ストレスは呼吸器疾患と、大きな関係があります。ストレスが続くと免疫機能が低下するだけでなく、心因性咳嗽(精神的ストレスによる咳)や過換気症候群(過呼吸)・気管支喘息など呼吸疾患を起こしやすくなります。

 

趣味やリラックスの時間を設けてストレスを溜め込まないようにしましょう。

適度な運動をする

運動をすることで心肺機能が鍛えられ、呼吸器疾患の予防に繋がります。特に水泳は身体に負担がかかりにくく、心肺機能を効果的に高められる運動です。

 

まずはウォーキングなど取り入れやすい運動を1日20分を目安に始めてみるのも良いでしょう。

呼吸器疾患の治療方法

呼吸器疾患の治療について、いくつかご紹介します。菌やウイルスの感染による呼吸器疾患と、身近な呼吸器疾患である気管支喘息・COPDについて見てみましょう。

 

感染症による呼吸器疾患の治療方法

肺結核・肺壊疽・肺炎などが該当しますが、治療の中心となるのは、抗菌薬の投与です。例えば肺炎の場合には、通常ペニシリン系やセフェム系の抗菌薬が使用されます。

 

これらの抗菌薬では効果がないマイコプラズマ感染などによる肺炎では、ニューキノロン系・マクロライド系・テトラサイクリン系の抗菌剤を使用します。

気管支等の治療方法

喘息の治療は、発作を予防する長期管理薬(コントローラー)と発作治療薬(リリーバー)の2つを併用して使用します。

 

【長期管理薬(コントローラー)】
•気道の炎症を抑える薬(ステロイド薬)
•気管支を広げる薬(テオフィリン製剤・長時間作用性β2刺激薬・長時間作用性抗コリン薬)
•アレルギーによる発作を抑える薬(ロイコトリエン受容体拮抗薬・抗ヒスタミン薬など)
※必要に応じて、去痰薬や漢方薬が処方されることもあります。

 

【発作治療薬(リリーバー)】
•気管支を広げる薬(テオフィリン製剤・短時間作用性β2刺激薬)

 

長期管理薬を日常的に使用し、発作治療薬の使用回数を減らすことが目標です。
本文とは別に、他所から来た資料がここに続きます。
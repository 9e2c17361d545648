//! Circuit breaker state as persisted per ticker.

use chrono::{DateTime, Utc};
use serde::{Deserialize, Serialize};
use std::fmt;

/// State of a ticker's circuit.
///
/// The cooldown end lives inside `Open`, so "cooldown set iff open" holds by
/// construction.
#[derive(Debug, Clone, Copy, PartialEq, Eq, Serialize, Deserialize)]
pub enum CircuitState {
    /// Normal operation, requests are allowed.
    Closed,
    /// Tripped, requests are refused until `cooldown_end`.
    Open { cooldown_end: DateTime<Utc> },
    /// Cooldown elapsed, a probe request is allowed.
    HalfOpen,
}

impl CircuitState {
    /// Storage tag for the state column.
    pub fn tag(&self) -> &'static str {
        match self {
            CircuitState::Closed => "CLOSED",
            CircuitState::Open { .. } => "OPEN",
            CircuitState::HalfOpen => "HALF_OPEN",
        }
    }

    pub fn cooldown_end(&self) -> Option<DateTime<Utc>> {
        match self {
            CircuitState::Open { cooldown_end } => Some(*cooldown_end),
            CircuitState::Closed | CircuitState::HalfOpen => None,
        }
    }

    pub fn is_open(&self) -> bool {
        matches!(self, CircuitState::Open { .. })
    }
}

impl fmt::Display for CircuitState {
    fn fmt(&self, f: &mut fmt::Formatter<'_>) -> fmt::Result {
        match self {
            CircuitState::Open { cooldown_end } => {
                write!(f, "OPEN (until {})", cooldown_end.to_rfc3339())
            }
            other => f.write_str(other.tag()),
        }
    }
}

/// Full breaker row for one ticker.
#[derive(Debug, Clone, Copy, PartialEq, Eq, Serialize, Deserialize)]
pub struct CircuitRecord {
    pub state: CircuitState,
    pub failure_count: u32,
    pub last_failure_time: Option<DateTime<Utc>>,
}

impl CircuitRecord {
    /// Fresh row: closed, no failures.
    pub fn closed() -> Self {
        Self {
            state: CircuitState::Closed,
            failure_count: 0,
            last_failure_time: None,
        }
    }
}

impl Default for CircuitRecord {
    fn default() -> Self {
        Self::closed()
    }
}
特定のアレルゲンがある場合は、除外して生活するように指導します。

COPD(閉塞性肺疾患)の治療方法

現時点では、喫煙により破壊された肺機能を元に戻す方法はありません。COPDの治療は患者さんのQOL(生活の質)を高め、病状の進行を抑制することが目標になります。

 

【COPDの治療薬】
•気管支を広げる薬(テオフィリン製剤・長時間作用性β2刺激薬・長時間作用性抗コリン薬)
•痰を出しやすくする薬(気道粘液分泌促進薬・気道粘液分泌促進薬・喀痰溶解薬など)

 

COPDの治療で一番重要なことは、禁煙です。喫煙を続けていては、COPDが悪化するばかりです。禁煙に加えて、病状に合わせた薬物治療や呼吸リハビリ・酸素療法などを進めて行きます。

 

気管支喘息やCOPDを始め、呼吸器疾患はコントロールが良好になると患者さんは薬を止めてしまいがちです。薬を勝手に止めると発作や病状が悪化するため、状態が安定しても薬を続けることが大切です。薬を減らしたい・変えたい方は、自己判断せず必ず主治医に相談しましょう。